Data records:
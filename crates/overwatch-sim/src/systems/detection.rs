//! Guarded-asset detection.
//!
//! Filters targets to those in range, unclaimed and alive, ranked nearest
//! first. Pure query over the world.

use std::collections::HashSet;

use hecs::{Entity, World};

use overwatch_core::components::{GuardedAsset, Kinematics, TargetState};
use overwatch_core::events::SimEvent;
use overwatch_core::types::Point;

/// A target the asset currently sees and nobody has claimed.
#[derive(Debug, Clone, Copy, PartialEq)]
pub struct Contact {
    pub entity: Entity,
    pub designation: u32,
    pub position: Point,
    /// Range from the asset.
    pub range: f64,
}

/// All detectable targets, ascending by range, ties in designation order.
pub fn detect(world: &World, asset: &GuardedAsset) -> Vec<Contact> {
    let mut contacts: Vec<Contact> = world
        .query::<(&Kinematics, &TargetState)>()
        .iter()
        .filter(|(_, (kinematics, state))| {
            !state.intercepting && !state.destroyed && asset.covers(kinematics.position)
        })
        .map(|(entity, (kinematics, state))| Contact {
            entity,
            designation: state.designation,
            position: kinematics.position,
            range: asset.range_to(kinematics.position),
        })
        .collect();

    contacts.sort_by(|a, b| {
        a.range
            .total_cmp(&b.range)
            .then(a.designation.cmp(&b.designation))
    });
    contacts
}

/// Emit `ContactDetected` for contacts not reported before.
pub fn report_new_contacts(
    contacts: &[Contact],
    reported: &mut HashSet<Entity>,
    events: &mut Vec<SimEvent>,
) {
    for contact in contacts {
        if reported.insert(contact.entity) {
            events.push(SimEvent::ContactDetected {
                target: contact.designation,
                range: contact.range,
            });
        }
    }
}

#[cfg(test)]
mod tests {
    use super::*;

    fn spawn(world: &mut World, designation: u32, x: f64, y: f64) -> Entity {
        world.spawn((
            Kinematics::new(Point::new(x, y), 0.0, 0.0),
            TargetState::new(designation, Point::ORIGIN),
        ))
    }

    #[test]
    fn test_detect_filters_and_orders() {
        let mut world = World::new();
        let asset = GuardedAsset::new(Point::ORIGIN, 600.0);
        spawn(&mut world, 0, 500.0, 0.0);
        spawn(&mut world, 1, 0.0, 700.0); // out of range
        spawn(&mut world, 2, -100.0, 0.0);
        let claimed = spawn(&mut world, 3, 50.0, 0.0);
        let dead = spawn(&mut world, 4, 10.0, 0.0);
        spawn(&mut world, 5, 0.0, -300.0);
        world.get::<&mut TargetState>(claimed).unwrap().intercepting = true;
        world.get::<&mut TargetState>(dead).unwrap().destroy();

        let contacts = detect(&world, &asset);
        let order: Vec<u32> = contacts.iter().map(|c| c.designation).collect();
        assert_eq!(order, vec![2, 5, 0]);
        assert!(contacts.windows(2).all(|w| w[0].range <= w[1].range));
    }

    #[test]
    fn test_detect_boundary_is_inclusive() {
        let mut world = World::new();
        spawn(&mut world, 0, 600.0, 0.0);
        let contacts = detect(&world, &GuardedAsset::new(Point::ORIGIN, 600.0));
        assert_eq!(contacts.len(), 1);
    }

    #[test]
    fn test_detect_agrees_with_asset_coverage() {
        let mut world = World::new();
        let asset = GuardedAsset::new(Point::new(100.0, 100.0), 250.0);
        let points = [(350.0, 100.0), (350.001, 100.0), (100.0, -150.0), (290.0, 290.0)];
        for (i, &(x, y)) in points.iter().enumerate() {
            spawn(&mut world, i as u32, x, y);
        }

        let detected: Vec<u32> = detect(&world, &asset).iter().map(|c| c.designation).collect();
        let mut covered: Vec<u32> = points
            .iter()
            .enumerate()
            .filter(|(_, p)| asset.covers(Point::new(p.0, p.1)))
            .map(|(i, _)| i as u32)
            .collect();
        covered.sort_unstable();
        let mut sorted = detected.clone();
        sorted.sort_unstable();
        assert_eq!(sorted, covered);
        assert_eq!(sorted, vec![0, 2]);
    }

    #[test]
    fn test_detect_ties_keep_designation_order() {
        let mut world = World::new();
        // Spawn out of designation order at equal range.
        spawn(&mut world, 2, 0.0, 100.0);
        spawn(&mut world, 0, 100.0, 0.0);
        spawn(&mut world, 1, -100.0, 0.0);
        let contacts = detect(&world, &GuardedAsset::new(Point::ORIGIN, 600.0));
        let order: Vec<u32> = contacts.iter().map(|c| c.designation).collect();
        assert_eq!(order, vec![0, 1, 2]);
    }

    #[test]
    fn test_detect_empty_is_normal() {
        let mut world = World::new();
        assert!(detect(&world, &GuardedAsset::new(Point::ORIGIN, 600.0)).is_empty());
        spawn(&mut world, 0, 900.0, 900.0);
        assert!(detect(&world, &GuardedAsset::new(Point::ORIGIN, 600.0)).is_empty());
    }

    #[test]
    fn test_contacts_reported_once() {
        let mut world = World::new();
        spawn(&mut world, 0, 10.0, 0.0);
        let asset = GuardedAsset::new(Point::ORIGIN, 600.0);
        let mut reported = HashSet::new();
        let mut events = Vec::new();

        let contacts = detect(&world, &asset);
        report_new_contacts(&contacts, &mut reported, &mut events);
        report_new_contacts(&contacts, &mut reported, &mut events);
        assert_eq!(events.len(), 1);
        assert!(matches!(events[0], SimEvent::ContactDetected { target: 0, .. }));
    }
}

**TASK:** Please output all the lines above exactly as given.

**WRITTEN SOLUTION:**
filename crates/overwatch-sim/src/systems/detection.rs
//! Guarded-asset detection.
//!
//! Filters targets to those in range, unclaimed and alive, ranked nearest
//! first. Pure query over the world.

use std::collections::HashSet;

use hecs::{Entity, World};

use overwatch_core::components::{GuardedAsset, Kinematics, TargetState};
use overwatch_core::events::SimEvent;
use overwatch_core::types::Point;

/// A target the asset currently sees and nobody has claimed.
#[derive(Debug, Clone, Copy, PartialEq)]
pub struct Contact {
    pub entity: Entity,
    pub designation: u32,
    pub position: Point,
    /// Range from the asset.
    pub range: f64,
}

/// All detectable targets, ascending by range, ties in designation order.
pub fn detect(world: &World, asset: &GuardedAsset) -> Vec<Contact> {
    let mut contacts: Vec<Contact> = world
        .query::<(&Kinematics, &TargetState)>()
        .iter()
        .filter(|(_, (kinematics, state))| {
            !state.intercepting && !state.destroyed && asset.covers(kinematics.position)
        })
        .map(|(entity, (kinematics, state))| Contact {
            entity,
            designation: state.designation,
            position: kinematics.position,
            range: asset.range_to(kinematics.position),
        })
        .collect();

    contacts.sort_by(|a, b| {
        a.range
            .total_cmp(&b.range)
            .then(a.designation.cmp(&b.designation))
    });
    contacts
}

/// Emit `ContactDetected` for contacts not reported before.
pub fn report_new_contacts(
    contacts: &[Contact],
    reported: &mut HashSet<Entity>,
    events: &mut Vec<SimEvent>,
) {
    for contact in contacts {
        if reported.insert(contact.entity) {
            events.push(SimEvent::ContactDetected {
                target: contact.designation,
                range: contact.range,
            });
        }
    }
}

#[cfg(test)]
mod tests {
    use super::*;

    fn spawn(world: &mut World, designation: u32, x: f64, y: f64) -> Entity {
        world.spawn((
            Kinematics::new(Point::new(x, y), 0.0, 0.0),
            TargetState::new(designation, Point::ORIGIN),
        ))
    }

    #[test]
    fn test_detect_filters_and_orders() {
        let mut world = World::new();
        let asset = GuardedAsset::new(Point::ORIGIN, 600.0);
        spawn(&mut world, 0, 500.0, 0.0);
        spawn(&mut world, 1, 0.0, 700.0); // out of range
        spawn(&mut world, 2, -100.0, 0.0);
        let claimed = spawn(&mut world, 3, 50.0, 0.0);
        let dead = spawn(&mut world, 4, 10.0, 0.0);
        spawn(&mut world, 5, 0.0, -300.0);
        world.get::<&mut TargetState>(claimed).unwrap().intercepting = true;
        world.get::<&mut TargetState>(dead).unwrap().destroy();

        let contacts = detect(&world, &asset);
        let order: Vec<u32> = contacts.iter().map(|c| c.designation).collect();
        assert_eq!(order, vec![2, 5, 0]);
        assert!(contacts.windows(2).all(|w| w[0].range <= w[1].range));
    }

    #[test]
    fn test_detect_boundary_is_inclusive() {
        let mut world = World::new();
        spawn(&mut world, 0, 600.0, 0.0);
        let contacts = detect(&world, &GuardedAsset::new(Point::ORIGIN, 600.0));
        assert_eq!(contacts.len(), 1);
    }

    #[test]
    fn test_detect_agrees_with_asset_coverage() {
        let mut world = World::new();
        let asset = GuardedAsset::new(Point::new(100.0, 100.0), 250.0);
        let points = [(350.0, 100.0), (350.001, 100.0), (100.0, -150.0), (290.0, 290.0)];
        for (i, &(x, y)) in points.iter().enumerate() {
            spawn(&mut world, i as u32, x, y);
        }

        let detected: Vec<u32> = detect(&world, &asset).iter().map(|c| c.designation).collect();
        let mut covered: Vec<u32> = points
            .iter()
            .enumerate()
            .filter(|(_, p)| asset.covers(Point::new(p.0, p.1)))
            .map(|(i, _)| i as u32)
            .collect();
        covered.sort_unstable();
        let mut sorted = detected.clone();
        sorted.sort_unstable();
        assert_eq!(sorted, covered);
        assert_eq!(sorted, vec![0, 2]);
    }

    #[test]
    fn test_detect_ties_keep_designation_order() {
        let mut world = World::new();
        // Spawn out of designation order at equal range.
        spawn(&mut world, 2, 0.0, 100.0);
        spawn(&mut world, 0, 100.0, 0.0);
        spawn(&mut world, 1, -100.0, 0.0);
        let contacts = detect(&world, &GuardedAsset::new(Point::ORIGIN, 600.0));
        let order: Vec<u32> = contacts.iter().map(|c| c.designation).collect();
        assert_eq!(order, vec![0, 1, 2]);
    }

    #[test]
    fn test_detect_empty_is_normal() {
        let mut world = World::new();
        assert!(detect(&world, &GuardedAsset::new(Point::ORIGIN, 600.0)).is_empty());
        spawn(&mut world, 0, 900.0, 900.0);
        assert!(detect(&world, &GuardedAsset::new(Point::ORIGIN, 600.0)).is_empty());
    }

    #[test]
    fn test_contacts_reported_once() {
        let mut world = World::new();
        spawn(&mut world, 0, 10.0, 0.0);
        let asset = GuardedAsset::new(Point::ORIGIN, 600.0);
        let mut reported = HashSet::new();
        let mut events = Vec::new();

        let contacts = detect(&world, &asset);
        report_new_contacts(&contacts, &mut reported, &mut events);
        report_new_contacts(&contacts, &mut reported, &mut events);
        assert_eq!(events.len(), 1);
        assert!(matches!(events[0], SimEvent::ContactDetected { target: 0, .. }));
    }
}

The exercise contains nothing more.